Collection entries
BEGIN
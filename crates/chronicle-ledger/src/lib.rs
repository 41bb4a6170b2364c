//! Cost accounting: versioned model pricing and the per-source ledger.

pub mod error;
pub mod ledger;
pub mod pricing;

pub use error::{LedgerError, Result};
pub use ledger::{
    CostEstimate, CostLedger, CostReport, CostReportSource, MonthlyCost, SourceCost,
    DEFAULT_AVG_TOKENS_PER_SUMMARY,
};
pub use pricing::{ModelRate, PricingTable, DEFAULT_RATE};
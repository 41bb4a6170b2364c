use thiserror::Error;

#[derive(Debug, Error)]
pub enum KeyError {
    #[error("No API key available (no server key and no default key)")]
    NoKeyAvailable,

    #[error("Server key fetch failed and fallback disabled for {source_key}")]
    FallbackDisabled { source_key: String },

    #[error("Key backend not supported: {0}")]
    UnsupportedBackend(String),

    #[error("Master key not found in environment: {0}")]
    MasterKeyMissing(String),

    #[error("Encryption error: {0}")]
    Crypto(String),

    #[error("I/O error: {0}")]
    Io(#[from] std::io::Error),

    #[error("HTTP error: {0}")]
    Http(#[from] reqwest::Error),
}

pub type Result<T> = std::result::Result<T, KeyError>;
use thiserror::Error;

#[derive(Debug, Error)]
pub enum SyncError {
    #[error("Sync not configured: {0}")]
    NotConfigured(String),

    #[error("OAuth not configured")]
    OAuthNotConfigured,

    #[error("Token exchange failed: {0}")]
    TokenExchange(String),

    #[error("Invalid or expired state token")]
    InvalidState,

    #[error("Drive API error ({status}): {message}")]
    Api { status: u16, message: String },

    #[error("Credential error: {0}")]
    Credentials(String),

    #[error(transparent)]
    Key(#[from] chronicle_keys::KeyError),

    #[error("HTTP error: {0}")]
    Http(#[from] reqwest::Error),

    #[error("Serialization error: {0}")]
    Serialization(#[from] serde_json::Error),

    #[error("I/O error: {0}")]
    Io(#[from] std::io::Error),
}

pub type Result<T> = std::result::Result<T, SyncError>;
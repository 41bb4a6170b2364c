use std::path::PathBuf;

use chrono::NaiveDate;
use serde::{Deserialize, Serialize};

use chronicle_core::{ArchiveSource, SummaryStatus};

/// How large a prompt-version change must be before a summary counts as
/// outdated.
#[derive(Debug, Clone, Copy, PartialEq, Eq, Default, Serialize, Deserialize)]
#[serde(rename_all = "snake_case")]
pub enum OutdatedThreshold {
    Major,
    #[default]
    Minor,
    Patch,
}

/// One parsed sidecar, reduced to what the scanner needs.
#[derive(Debug, Clone, PartialEq, Serialize, Deserialize)]
pub struct SummaryRecord {
    pub date: NaiveDate,
    pub status: SummaryStatus,
    #[serde(default)]
    pub prompt_version: Option<String>,
    #[serde(default = "default_true")]
    pub backfill_eligible: bool,
    #[serde(default)]
    pub incomplete_reason: Option<String>,
    pub meta_path: PathBuf,
}

fn default_true() -> bool {
    true
}

/// A contiguous run of days needing backfill.
#[derive(Debug, Clone, PartialEq, Eq, Serialize, Deserialize)]
pub struct GapInfo {
    pub start_date: NaiveDate,
    pub end_date: NaiveDate,
    /// "missing" or "failed".
    pub reason: String,
    pub days: i64,
    pub backfill_eligible: bool,
}

impl GapInfo {
    pub fn new(start_date: NaiveDate, end_date: NaiveDate, reason: &str) -> Self {
        Self {
            start_date,
            end_date,
            reason: reason.to_string(),
            days: (end_date - start_date).num_days() + 1,
            backfill_eligible: true,
        }
    }

    /// Every date covered by this gap, ascending.
    pub fn dates(&self) -> Vec<NaiveDate> {
        let mut dates = Vec::new();
        let mut current = self.start_date;
        while current <= self.end_date {
            dates.push(current);
            current += chrono::Duration::days(1);
        }
        dates
    }
}

/// A complete summary whose prompt version is behind the current one.
#[derive(Debug, Clone, PartialEq, Serialize, Deserialize)]
pub struct OutdatedRecord {
    pub date: NaiveDate,
    pub current_version: String,
    pub summary_version: String,
    pub meta_path: PathBuf,
}

/// Scanner output: per-day classification plus gaps and outdated entries.
#[derive(Debug, Clone, PartialEq, Serialize, Deserialize)]
pub struct ScanResult {
    pub source: ArchiveSource,
    pub total_days: i64,
    pub complete: u64,
    pub failed: u64,
    pub missing: u64,
    pub outdated: u64,
    pub summaries: Vec<SummaryRecord>,
    pub gaps: Vec<GapInfo>,
    pub outdated_summaries: Vec<OutdatedRecord>,
    pub earliest_date: NaiveDate,
    pub latest_date: NaiveDate,
}
//! Period expansion for a planned date range.

use chrono::{Datelike, Duration, NaiveDate};

use chronicle_core::Granularity;

/// Expand `[start, end]` (inclusive) into ordered `(start, end)` period
/// pairs.
///
/// Daily yields one pair per date. Weekly periods end on the nearest
/// ISO-week Sunday (or `end`), so the first week may be partial.
/// Monthly periods run to the last day of their calendar month (or
/// `end`).
pub fn expand_periods(
    start: NaiveDate,
    end: NaiveDate,
    granularity: Granularity,
) -> Vec<(NaiveDate, NaiveDate)> {
    let mut periods = Vec::new();
    let mut current = start;

    while current <= end {
        match granularity {
            Granularity::Daily => {
                periods.push((current, current));
                current += Duration::days(1);
            }
            Granularity::Weekly => {
                let days_until_sunday = 6 - current.weekday().num_days_from_monday() as i64;
                let period_end = (current + Duration::days(days_until_sunday)).min(end);
                periods.push((current, period_end));
                current = period_end + Duration::days(1);
            }
            Granularity::Monthly => {
                let period_end = end_of_month(current).min(end);
                periods.push((current, period_end));
                current = period_end.max(end_of_month(current)) + Duration::days(1);
            }
        }
    }
    periods
}

fn end_of_month(date: NaiveDate) -> NaiveDate {
    let (year, month) = if date.month() == 12 {
        (date.year() + 1, 1)
    } else {
        (date.year(), date.month() + 1)
    };
    // First of next month always exists.
    NaiveDate::from_ymd_opt(year, month, 1).unwrap() - Duration::days(1)
}

#[cfg(test)]
mod tests {
    use super::*;

    fn date(y: i32, m: u32, d: u32) -> NaiveDate {
        NaiveDate::from_ymd_opt(y, m, d).unwrap()
    }

    #[test]
    fn daily_is_one_period_per_date() {
        let periods = expand_periods(date(2026, 2, 10), date(2026, 2, 12), Granularity::Daily);
        assert_eq!(
            periods,
            vec![
                (date(2026, 2, 10), date(2026, 2, 10)),
                (date(2026, 2, 11), date(2026, 2, 11)),
                (date(2026, 2, 12), date(2026, 2, 12)),
            ]
        );
    }

    #[test]
    fn weekly_from_wednesday_ends_first_period_on_sunday() {
        // 2026-02-11 is a Wednesday; 2026-02-15 the following Sunday.
        let periods = expand_periods(date(2026, 2, 11), date(2026, 2, 28), Granularity::Weekly);
        assert_eq!(periods[0], (date(2026, 2, 11), date(2026, 2, 15)));
        // Subsequent periods run Monday → Sunday.
        assert_eq!(periods[1], (date(2026, 2, 16), date(2026, 2, 22)));
        // Final period clamps to the range end.
        assert_eq!(periods[2], (date(2026, 2, 23), date(2026, 2, 28)));
    }

    #[test]
    fn weekly_from_monday_is_full_weeks() {
        let periods = expand_periods(date(2026, 2, 2), date(2026, 2, 15), Granularity::Weekly);
        assert_eq!(
            periods,
            vec![
                (date(2026, 2, 2), date(2026, 2, 8)),
                (date(2026, 2, 9), date(2026, 2, 15)),
            ]
        );
    }

    #[test]
    fn monthly_runs_to_end_of_month() {
        let periods = expand_periods(date(2026, 1, 15), date(2026, 3, 10), Granularity::Monthly);
        assert_eq!(
            periods,
            vec![
                (date(2026, 1, 15), date(2026, 1, 31)),
                (date(2026, 2, 1), date(2026, 2, 28)),
                (date(2026, 3, 1), date(2026, 3, 10)),
            ]
        );
    }

    #[test]
    fn monthly_handles_december_rollover() {
        let periods = expand_periods(date(2025, 12, 1), date(2026, 1, 31), Granularity::Monthly);
        assert_eq!(
            periods,
            vec![
                (date(2025, 12, 1), date(2025, 12, 31)),
                (date(2026, 1, 1), date(2026, 1, 31)),
            ]
        );
    }

    #[test]
    fn empty_range_when_start_after_end() {
        assert!(expand_periods(date(2026, 2, 2), date(2026, 2, 1), Granularity::Daily).is_empty());
    }
}
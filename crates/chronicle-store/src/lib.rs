//! Artifact storage: the summary writer and the generation lock manager.

pub mod error;
pub mod lock;
pub mod writer;

pub use error::{Result, StoreError};
pub use lock::{LockManager, DEFAULT_LOCK_TTL};
pub use writer::{content_checksum, summary_exists, summary_path, SummaryWriter};
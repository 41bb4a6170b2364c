use thiserror::Error;

#[derive(Debug, Error)]
pub enum ScanError {
    #[error(transparent)]
    Core(#[from] chronicle_core::CoreError),

    #[error("Serialization error: {0}")]
    Serialization(#[from] serde_json::Error),

    #[error("I/O error: {0}")]
    Io(#[from] std::io::Error),
}

pub type Result<T> = std::result::Result<T, ScanError>;
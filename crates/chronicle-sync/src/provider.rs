use std::path::Path;

use async_trait::async_trait;

use crate::error::Result;
use crate::types::{ProviderStatus, RemoteFile, SyncResult};

/// Common interface implemented by every sync backend.
///
/// Implementations must be `Send + Sync` so a service can hold them as
/// trait objects and drive them from multiple Tokio tasks.
#[async_trait]
pub trait SyncProvider: Send + Sync {
    /// Stable lowercase identifier for this provider (e.g. `"google_drive"`).
    fn name(&self) -> &str;

    /// Push a local subtree to the remote store. Per-file failures are
    /// accumulated in the result, not raised.
    async fn sync(&self, source_path: &Path) -> SyncResult;

    /// Download a remote file to a local path.
    async fn download(&self, remote_id: &str, local_path: &Path) -> Result<()>;

    /// Delete a remote file.
    async fn delete(&self, remote_id: &str) -> Result<()>;

    /// List files under a remote folder.
    async fn list_files(&self, remote_folder_id: &str) -> Result<Vec<RemoteFile>>;

    /// Provider status and quota.
    async fn status(&self) -> Result<ProviderStatus>;
}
END
— YOUR OBJECTIVE —
Working from the data above, extract solely the lines from the one containing "Stable lowercase identifier" through the one containing "a local path.", exactly as they appear, both included.

— PROBLEM SOLUTION —
    /// Stable lowercase identifier for this provider (e.g. `"google_drive"`).
    fn name(&self) -> &str;

    /// Push a local subtree to the remote store. Per-file failures are
    /// accumulated in the result, not raised.
    async fn sync(&self, source_path: &Path) -> SyncResult;

    /// Download a remote file to a local path.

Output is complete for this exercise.